START Given records
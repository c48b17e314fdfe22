use async_trait::async_trait;
use sqlx::{PgPool, Row};

use crate::{models::Camera, Result};

/// Read access to the cameras known to this server.
#[async_trait]
pub trait CameraDirectory: Send + Sync {
    async fn find_camera(&self, camera_id: &str) -> Result<Option<Camera>>;
}

#[derive(Clone)]
pub struct PgCameraRepository {
    pool: PgPool,
}

impl PgCameraRepository {
    #[must_use]
    pub const fn new(pool: PgPool) -> Self {
        Self { pool }
    }
}

#[async_trait]
impl CameraDirectory for PgCameraRepository {
    async fn find_camera(&self, camera_id: &str) -> Result<Option<Camera>> {
        let row = sqlx::query(
            "SELECT camera_id, user_id, name, created_at
             FROM cameras
             WHERE camera_id = $1",
        )
        .bind(camera_id)
        .fetch_optional(&self.pool)
        .await?;

        match row {
            Some(row) => Ok(Some(Camera {
                camera_id: row.try_get("camera_id")?,
                user_id: row.try_get("user_id")?,
                name: row.try_get("name")?,
                created_at: row.try_get("created_at")?,
            })),
            None => Ok(None),
        }
    }
}
use async_trait::async_trait;
use tokio::sync::mpsc;

use crate::Result;

/// Message delivered to a topic subscriber.
#[derive(Debug, Clone, PartialEq, Eq)]
pub struct BrokerMessage {
    pub topic: String,
    pub message_id: String,
    pub payload: String,
}

/// Fire-and-forget publish/subscribe transport.
///
/// No delivery or ordering guarantee is assumed beyond best effort. A
/// subscription ends when the returned receiver is dropped or the broker
/// shuts down.
#[cfg_attr(test, mockall::automock)]
#[async_trait]
pub trait Broker: Send + Sync {
    /// Publish `payload` to `topic`, returning the broker assigned message id.
    async fn publish(&self, topic: &str, payload: String) -> Result<String>;

    async fn subscribe(&self, topic: &str) -> Result<mpsc::Receiver<BrokerMessage>>;
}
END Given records
Try it →
What is the number of lines in the records above that include the word "Clone"? Reply with that number and nothing more.

Solution to this exercise →
2